Required action: Each line of the data below must be reproduced without any change.

Data for processing:
--- START ---

//! # Glyphgrid
//!
//! A curses-style character grid surface over a pixel renderer.
//!
//! Glyphgrid gives callers classic text-console semantics (cursor-addressed
//! writes, scrolling, per-cell color, region operations) while the renderer
//! draws proportionally-spaced glyphs into fixed-size cells on a pixel
//! surface.
//!
//! ## Core Concepts
//!
//! - **Cell grid**: a flat, cache-friendly array of 12-byte cells, each with
//!   an optional printable character, a concrete color pair, and a dirty bit
//! - **Incremental rendering**: an update repaints dirty cells only; a cell
//!   untouched since the last update costs zero rendering work
//! - **Region algebra**: fill, erase, copy/paste, and color transforms all
//!   resolve loose caller-supplied bounds and clip them to the grid
//! - **Backend boundary**: glyph rasterization, surfaces, windows, and
//!   presentation sit behind a trait; a headless software backend ships in
//!   the crate
//!
//! ## Example
//!
//! ```rust
//! use glyphgrid::{Surface, SurfaceConfig, SoftwareBackend};
//!
//! let mut surface = Surface::new(SoftwareBackend::new(), SurfaceConfig {
//!     width: 40,
//!     height: 10,
//!     ..SurfaceConfig::default()
//! });
//! surface.write("Hello\nWorld");
//! assert_eq!(surface.cursor(), (5, 1));
//! ```

#![warn(missing_docs)]
#![warn(clippy::pedantic)]
#![warn(clippy::nursery)]
#![allow(clippy::module_name_repetitions)]
#![allow(clippy::must_use_candidate)]

pub mod error;
pub mod grid;
pub mod input;
pub mod layout;
pub mod render;
pub mod surface;

// Re-exports for convenience
pub use error::{Error, Result};
pub use grid::{is_printable, Cell, CellFlags, Channels, Grid, Rgba};
pub use input::{decode_key_event, KeyCode, KeyModifiers};
pub use layout::{PixelRect, Rect, RegionSpec};
pub use render::{Backend, CellRenderer, PixelBuffer, SoftwareBackend, WindowMode};
pub use surface::{Surface, SurfaceConfig};
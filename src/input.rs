//! Input decoding: key events to printable characters.
//!
//! The grid engine does not poll events itself; whatever windowing layer the
//! application uses hands raw key codes here, and [`decode_key_event`] maps
//! them to the character a US-keyboard user expects: shift and caps-lock
//! letter case, shifted symbol substitution (`1` to `!`, `-` to `_`), Enter
//! and Tab as their control characters. Chords with control/alt/super and
//! navigation keys decode to `None`.

/// Key codes delivered by the application's windowing layer.
#[derive(Debug, Clone, Copy, PartialEq, Eq, Hash)]
pub enum KeyCode {
    /// A printable character key, as the *unshifted* keycap (lowercase
    /// letters, unshifted symbols).
    Char(char),
    /// Function key (F1-F12).
    F(u8),
    /// Backspace key.
    Backspace,
    /// Enter/Return key.
    Enter,
    /// Left arrow.
    Left,
    /// Right arrow.
    Right,
    /// Up arrow.
    Up,
    /// Down arrow.
    Down,
    /// Home key.
    Home,
    /// End key.
    End,
    /// Page Up.
    PageUp,
    /// Page Down.
    PageDown,
    /// Tab key.
    Tab,
    /// Delete key.
    Delete,
    /// Insert key.
    Insert,
    /// Escape key.
    Esc,
}

/// Key modifiers held during a key event.
#[derive(Debug, Clone, Copy, PartialEq, Eq, Hash, Default)]
pub struct KeyModifiers {
    /// Shift key held.
    pub shift: bool,
    /// Control key held.
    pub control: bool,
    /// Alt/Option key held.
    pub alt: bool,
    /// Super/Command/Windows key held.
    pub super_key: bool,
    /// Caps-lock active.
    pub caps_lock: bool,
}

impl KeyModifiers {
    /// No modifiers.
    pub const NONE: Self = Self {
        shift: false,
        control: false,
        alt: false,
        super_key: false,
        caps_lock: false,
    };

    /// Shift only.
    pub const SHIFT: Self = Self {
        shift: true,
        control: false,
        alt: false,
        super_key: false,
        caps_lock: false,
    };

    /// Check if any modifier is active.
    pub const fn any(&self) -> bool {
        self.shift || self.control || self.alt || self.super_key || self.caps_lock
    }
}

/// Decode a key event into the character it types, if any.
///
/// Letters honor shift and caps-lock (shift under caps-lock flips back to
/// lowercase); other keys honor shift through the fixed US-keyboard symbol
/// table. Enter decodes to `\n` and Tab to `\t` so the result can feed
/// [`crate::Grid::write`] directly.
pub fn decode_key_event(code: KeyCode, modifiers: KeyModifiers) -> Option<char> {
    if modifiers.control || modifiers.alt || modifiers.super_key {
        return None;
    }
    match code {
        KeyCode::Enter => Some('\n'),
        KeyCode::Tab => Some('\t'),
        KeyCode::Char(c) => decode_char(c, modifiers),
        _ => None,
    }
}

/// Apply shift/caps-lock to one keycap character.
fn decode_char(c: char, modifiers: KeyModifiers) -> Option<char> {
    if !c.is_ascii() || c.is_ascii_control() {
        return None;
    }
    if c.is_ascii_alphabetic() {
        // Shift and caps-lock cancel each other out
        let upper = modifiers.shift != modifiers.caps_lock;
        return Some(if upper {
            c.to_ascii_uppercase()
        } else {
            c.to_ascii_lowercase()
        });
    }
    if modifiers.shift {
        Some(shifted_symbol(c))
    } else {
        Some(c)
    }
}

/// The US-keyboard shifted-symbol table. Caps-lock has no effect here.
const fn shifted_symbol(c: char) -> char {
    match c {
        '1' => '!',
        '2' => '@',
        '3' => '#',
        '4' => '$',
        '5' => '%',
        '6' => '^',
        '7' => '&',
        '8' => '*',
        '9' => '(',
        '0' => ')',
        '-' => '_',
        '=' => '+',
        '[' => '{',
        ']' => '}',
        '\\' => '|',
        ';' => ':',
        '\'' => '"',
        ',' => '<',
        '.' => '>',
        '/' => '?',
        '`' => '~',
        other => other,
    }
}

--- END ---

Exercise output:
//! # Glyphgrid
//!
//! A curses-style character grid surface over a pixel renderer.
//!
//! Glyphgrid gives callers classic text-console semantics (cursor-addressed
//! writes, scrolling, per-cell color, region operations) while the renderer
//! draws proportionally-spaced glyphs into fixed-size cells on a pixel
//! surface.
//!
//! ## Core Concepts
//!
//! - **Cell grid**: a flat, cache-friendly array of 12-byte cells, each with
//!   an optional printable character, a concrete color pair, and a dirty bit
//! - **Incremental rendering**: an update repaints dirty cells only; a cell
//!   untouched since the last update costs zero rendering work
//! - **Region algebra**: fill, erase, copy/paste, and color transforms all
//!   resolve loose caller-supplied bounds and clip them to the grid
//! - **Backend boundary**: glyph rasterization, surfaces, windows, and
//!   presentation sit behind a trait; a headless software backend ships in
//!   the crate
//!
//! ## Example
//!
//! ```rust
//! use glyphgrid::{Surface, SurfaceConfig, SoftwareBackend};
//!
//! let mut surface = Surface::new(SoftwareBackend::new(), SurfaceConfig {
//!     width: 40,
//!     height: 10,
//!     ..SurfaceConfig::default()
//! });
//! surface.write("Hello\nWorld");
//! assert_eq!(surface.cursor(), (5, 1));
//! ```

#![warn(missing_docs)]
#![warn(clippy::pedantic)]
#![warn(clippy::nursery)]
#![allow(clippy::module_name_repetitions)]
#![allow(clippy::must_use_candidate)]

pub mod error;
pub mod grid;
pub mod input;
pub mod layout;
pub mod render;
pub mod surface;

// Re-exports for convenience
pub use error::{Error, Result};
pub use grid::{is_printable, Cell, CellFlags, Channels, Grid, Rgba};
pub use input::{decode_key_event, KeyCode, KeyModifiers};
pub use layout::{PixelRect, Rect, RegionSpec};
pub use render::{Backend, CellRenderer, PixelBuffer, SoftwareBackend, WindowMode};
pub use surface::{Surface, SurfaceConfig};
filename src/input.rs
//! Input decoding: key events to printable characters.
//!
//! The grid engine does not poll events itself; whatever windowing layer the
//! application uses hands raw key codes here, and [`decode_key_event`] maps
//! them to the character a US-keyboard user expects: shift and caps-lock
//! letter case, shifted symbol substitution (`1` to `!`, `-` to `_`), Enter
//! and Tab as their control characters. Chords with control/alt/super and
//! navigation keys decode to `None`.

/// Key codes delivered by the application's windowing layer.
#[derive(Debug, Clone, Copy, PartialEq, Eq, Hash)]
pub enum KeyCode {
    /// A printable character key, as the *unshifted* keycap (lowercase
    /// letters, unshifted symbols).
    Char(char),
    /// Function key (F1-F12).
    F(u8),
    /// Backspace key.
    Backspace,
    /// Enter/Return key.
    Enter,
    /// Left arrow.
    Left,
    /// Right arrow.
    Right,
    /// Up arrow.
    Up,
    /// Down arrow.
    Down,
    /// Home key.
    Home,
    /// End key.
    End,
    /// Page Up.
    PageUp,
    /// Page Down.
    PageDown,
    /// Tab key.
    Tab,
    /// Delete key.
    Delete,
    /// Insert key.
    Insert,
    /// Escape key.
    Esc,
}

/// Key modifiers held during a key event.
#[derive(Debug, Clone, Copy, PartialEq, Eq, Hash, Default)]
pub struct KeyModifiers {
    /// Shift key held.
    pub shift: bool,
    /// Control key held.
    pub control: bool,
    /// Alt/Option key held.
    pub alt: bool,
    /// Super/Command/Windows key held.
    pub super_key: bool,
    /// Caps-lock active.
    pub caps_lock: bool,
}

impl KeyModifiers {
    /// No modifiers.
    pub const NONE: Self = Self {
        shift: false,
        control: false,
        alt: false,
        super_key: false,
        caps_lock: false,
    };

    /// Shift only.
    pub const SHIFT: Self = Self {
        shift: true,
        control: false,
        alt: false,
        super_key: false,
        caps_lock: false,
    };

    /// Check if any modifier is active.
    pub const fn any(&self) -> bool {
        self.shift || self.control || self.alt || self.super_key || self.caps_lock
    }
}

/// Decode a key event into the character it types, if any.
///
/// Letters honor shift and caps-lock (shift under caps-lock flips back to
/// lowercase); other keys honor shift through the fixed US-keyboard symbol
/// table. Enter decodes to `\n` and Tab to `\t` so the result can feed
/// [`crate::Grid::write`] directly.
pub fn decode_key_event(code: KeyCode, modifiers: KeyModifiers) -> Option<char> {
    if modifiers.control || modifiers.alt || modifiers.super_key {
        return None;
    }
    match code {
        KeyCode::Enter => Some('\n'),
        KeyCode::Tab => Some('\t'),
        KeyCode::Char(c) => decode_char(c, modifiers),
        _ => None,
    }
}

/// Apply shift/caps-lock to one keycap character.
fn decode_char(c: char, modifiers: KeyModifiers) -> Option<char> {
    if !c.is_ascii() || c.is_ascii_control() {
        return None;
    }
    if c.is_ascii_alphabetic() {
        // Shift and caps-lock cancel each other out
        let upper = modifiers.shift != modifiers.caps_lock;
        return Some(if upper {
            c.to_ascii_uppercase()
        } else {
            c.to_ascii_lowercase()
        });
    }
    if modifiers.shift {
        Some(shifted_symbol(c))
    } else {
        Some(c)
    }
}

/// The US-keyboard shifted-symbol table. Caps-lock has no effect here.
const fn shifted_symbol(c: char) -> char {
    match c {
        '1' => '!',
        '2' => '@',
        '3' => '#',
        '4' => '$',
        '5' => '%',
        '6' => '^',
        '7' => '&',
        '8' => '*',
        '9' => '(',
        '0' => ')',
        '-' => '_',
        '=' => '+',
        '[' => '{',
        ']' => '}',
        '\\' => '|',
        ';' => ':',
        '\'' => '"',
        ',' => '<',
        '.' => '>',
        '/' => '?',
        '`' => '~',
        other => other,
    }
}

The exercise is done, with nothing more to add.